PROBLEM TO WORK ON:
Your answer should be every line of the records that contains the word "must".

(Stored data)
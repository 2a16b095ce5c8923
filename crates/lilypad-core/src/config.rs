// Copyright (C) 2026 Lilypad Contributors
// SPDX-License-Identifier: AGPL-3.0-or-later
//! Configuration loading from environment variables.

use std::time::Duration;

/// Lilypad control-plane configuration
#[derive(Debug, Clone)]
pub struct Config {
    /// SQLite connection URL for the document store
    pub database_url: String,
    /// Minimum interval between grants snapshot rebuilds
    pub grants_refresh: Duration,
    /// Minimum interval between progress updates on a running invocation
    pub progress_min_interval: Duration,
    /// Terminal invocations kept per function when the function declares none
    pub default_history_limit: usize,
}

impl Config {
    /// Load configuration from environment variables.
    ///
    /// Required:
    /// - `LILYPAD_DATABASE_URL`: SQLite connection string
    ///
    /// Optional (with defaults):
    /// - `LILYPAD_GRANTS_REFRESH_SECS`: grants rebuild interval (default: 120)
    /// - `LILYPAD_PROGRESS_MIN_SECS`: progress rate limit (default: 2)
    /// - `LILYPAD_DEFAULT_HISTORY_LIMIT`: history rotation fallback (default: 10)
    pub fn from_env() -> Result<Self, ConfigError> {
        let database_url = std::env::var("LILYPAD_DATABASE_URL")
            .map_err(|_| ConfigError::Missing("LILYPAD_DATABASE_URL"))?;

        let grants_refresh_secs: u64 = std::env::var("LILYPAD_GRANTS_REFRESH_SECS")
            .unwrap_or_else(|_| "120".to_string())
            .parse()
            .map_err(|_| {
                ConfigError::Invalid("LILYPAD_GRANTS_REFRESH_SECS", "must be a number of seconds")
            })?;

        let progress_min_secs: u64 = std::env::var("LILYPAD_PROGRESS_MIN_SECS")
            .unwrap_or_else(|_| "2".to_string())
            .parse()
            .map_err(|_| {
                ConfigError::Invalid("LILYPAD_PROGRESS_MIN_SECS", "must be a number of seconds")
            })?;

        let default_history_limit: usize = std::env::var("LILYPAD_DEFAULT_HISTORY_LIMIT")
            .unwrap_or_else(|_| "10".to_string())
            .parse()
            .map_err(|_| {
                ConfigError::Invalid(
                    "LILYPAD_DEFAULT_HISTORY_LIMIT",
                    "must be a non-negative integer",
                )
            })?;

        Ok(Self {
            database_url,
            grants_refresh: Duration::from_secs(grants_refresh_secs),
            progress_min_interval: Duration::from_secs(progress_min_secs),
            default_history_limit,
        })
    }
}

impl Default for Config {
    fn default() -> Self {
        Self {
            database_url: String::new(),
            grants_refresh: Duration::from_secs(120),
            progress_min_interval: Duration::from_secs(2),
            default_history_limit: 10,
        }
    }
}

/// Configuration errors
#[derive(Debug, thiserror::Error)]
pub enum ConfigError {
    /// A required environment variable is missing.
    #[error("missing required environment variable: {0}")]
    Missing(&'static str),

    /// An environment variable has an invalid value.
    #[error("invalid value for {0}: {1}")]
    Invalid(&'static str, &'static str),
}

* * *

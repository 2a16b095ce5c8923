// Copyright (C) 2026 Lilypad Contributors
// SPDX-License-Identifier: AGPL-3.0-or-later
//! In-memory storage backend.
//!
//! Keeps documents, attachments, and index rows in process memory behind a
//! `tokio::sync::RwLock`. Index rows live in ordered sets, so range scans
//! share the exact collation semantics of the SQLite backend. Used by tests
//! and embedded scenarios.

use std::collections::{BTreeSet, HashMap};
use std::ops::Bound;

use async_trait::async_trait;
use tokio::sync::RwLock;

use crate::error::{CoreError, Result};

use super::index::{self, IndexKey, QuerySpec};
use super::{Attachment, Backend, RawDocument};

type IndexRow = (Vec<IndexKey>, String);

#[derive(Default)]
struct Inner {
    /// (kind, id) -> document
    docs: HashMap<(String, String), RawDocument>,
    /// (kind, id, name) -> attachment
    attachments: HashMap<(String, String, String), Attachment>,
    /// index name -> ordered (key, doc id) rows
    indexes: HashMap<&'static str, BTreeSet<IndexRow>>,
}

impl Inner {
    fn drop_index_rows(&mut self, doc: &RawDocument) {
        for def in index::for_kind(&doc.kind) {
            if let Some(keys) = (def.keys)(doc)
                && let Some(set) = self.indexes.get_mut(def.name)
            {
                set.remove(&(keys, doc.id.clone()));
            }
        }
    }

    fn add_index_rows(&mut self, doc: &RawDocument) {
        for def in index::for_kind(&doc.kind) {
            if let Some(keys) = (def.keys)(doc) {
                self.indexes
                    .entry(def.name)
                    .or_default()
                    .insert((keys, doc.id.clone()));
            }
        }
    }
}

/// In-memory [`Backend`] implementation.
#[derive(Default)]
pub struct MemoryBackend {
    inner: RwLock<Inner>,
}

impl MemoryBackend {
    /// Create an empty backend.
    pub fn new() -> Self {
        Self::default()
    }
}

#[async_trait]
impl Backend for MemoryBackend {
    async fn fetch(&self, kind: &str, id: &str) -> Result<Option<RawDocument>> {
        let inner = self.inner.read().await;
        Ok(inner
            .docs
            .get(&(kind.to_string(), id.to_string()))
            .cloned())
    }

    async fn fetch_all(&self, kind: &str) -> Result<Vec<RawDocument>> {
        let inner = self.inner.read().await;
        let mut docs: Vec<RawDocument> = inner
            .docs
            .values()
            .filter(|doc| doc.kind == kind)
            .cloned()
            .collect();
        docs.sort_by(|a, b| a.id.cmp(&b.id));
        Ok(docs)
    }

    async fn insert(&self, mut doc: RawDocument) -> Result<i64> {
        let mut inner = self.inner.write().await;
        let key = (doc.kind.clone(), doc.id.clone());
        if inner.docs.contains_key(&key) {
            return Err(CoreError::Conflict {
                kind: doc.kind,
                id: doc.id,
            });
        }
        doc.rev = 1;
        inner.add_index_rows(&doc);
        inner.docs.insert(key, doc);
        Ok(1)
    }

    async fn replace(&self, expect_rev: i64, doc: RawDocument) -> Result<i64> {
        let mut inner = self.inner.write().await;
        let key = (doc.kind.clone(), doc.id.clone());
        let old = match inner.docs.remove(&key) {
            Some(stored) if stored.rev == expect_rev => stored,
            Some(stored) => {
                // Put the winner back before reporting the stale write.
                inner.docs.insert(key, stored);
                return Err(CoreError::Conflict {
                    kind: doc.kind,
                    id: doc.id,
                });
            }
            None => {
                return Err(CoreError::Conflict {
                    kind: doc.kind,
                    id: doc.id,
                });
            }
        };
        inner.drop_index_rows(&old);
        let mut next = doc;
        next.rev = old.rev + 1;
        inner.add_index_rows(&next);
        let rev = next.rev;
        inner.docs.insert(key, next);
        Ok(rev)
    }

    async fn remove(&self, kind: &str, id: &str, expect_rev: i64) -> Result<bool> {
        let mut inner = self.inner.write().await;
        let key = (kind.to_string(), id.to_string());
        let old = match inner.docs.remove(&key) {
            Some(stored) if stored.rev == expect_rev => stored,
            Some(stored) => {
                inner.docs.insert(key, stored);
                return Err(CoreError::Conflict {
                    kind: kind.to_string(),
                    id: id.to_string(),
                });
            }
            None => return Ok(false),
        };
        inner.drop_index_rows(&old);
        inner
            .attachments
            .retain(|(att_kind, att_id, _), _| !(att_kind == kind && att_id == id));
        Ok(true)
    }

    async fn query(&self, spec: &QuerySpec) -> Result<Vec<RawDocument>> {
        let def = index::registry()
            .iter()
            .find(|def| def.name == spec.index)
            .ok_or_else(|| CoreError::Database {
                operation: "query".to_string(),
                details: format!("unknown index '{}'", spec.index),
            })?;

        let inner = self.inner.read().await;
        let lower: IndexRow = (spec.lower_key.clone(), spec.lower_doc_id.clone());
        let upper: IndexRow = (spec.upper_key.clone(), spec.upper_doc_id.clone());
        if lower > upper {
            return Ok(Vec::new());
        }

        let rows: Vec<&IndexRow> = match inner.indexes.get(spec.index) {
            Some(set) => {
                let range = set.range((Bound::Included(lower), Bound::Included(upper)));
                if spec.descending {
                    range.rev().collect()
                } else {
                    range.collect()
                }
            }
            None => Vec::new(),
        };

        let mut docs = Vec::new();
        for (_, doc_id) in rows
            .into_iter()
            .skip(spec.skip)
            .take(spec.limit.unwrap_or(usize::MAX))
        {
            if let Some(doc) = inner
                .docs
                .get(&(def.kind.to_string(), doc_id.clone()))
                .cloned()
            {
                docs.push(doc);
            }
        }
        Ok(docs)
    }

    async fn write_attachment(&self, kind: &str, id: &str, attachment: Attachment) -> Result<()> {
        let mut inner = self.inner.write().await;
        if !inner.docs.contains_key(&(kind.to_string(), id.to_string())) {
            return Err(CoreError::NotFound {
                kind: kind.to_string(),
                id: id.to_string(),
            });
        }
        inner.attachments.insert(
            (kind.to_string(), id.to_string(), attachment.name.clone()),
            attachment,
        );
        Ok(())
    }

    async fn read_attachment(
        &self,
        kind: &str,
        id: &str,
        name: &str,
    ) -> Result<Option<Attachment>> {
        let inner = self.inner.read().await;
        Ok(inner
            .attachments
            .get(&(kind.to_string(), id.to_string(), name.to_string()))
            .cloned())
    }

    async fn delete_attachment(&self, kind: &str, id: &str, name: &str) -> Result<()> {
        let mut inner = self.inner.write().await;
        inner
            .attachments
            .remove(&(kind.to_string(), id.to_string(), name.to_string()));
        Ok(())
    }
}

OUTPUT OF THE TASK:
                ConfigError::Invalid("LILYPAD_GRANTS_REFRESH_SECS", "must be a number of seconds")
                ConfigError::Invalid("LILYPAD_PROGRESS_MIN_SECS", "must be a number of seconds")
                    "must be a non-negative integer",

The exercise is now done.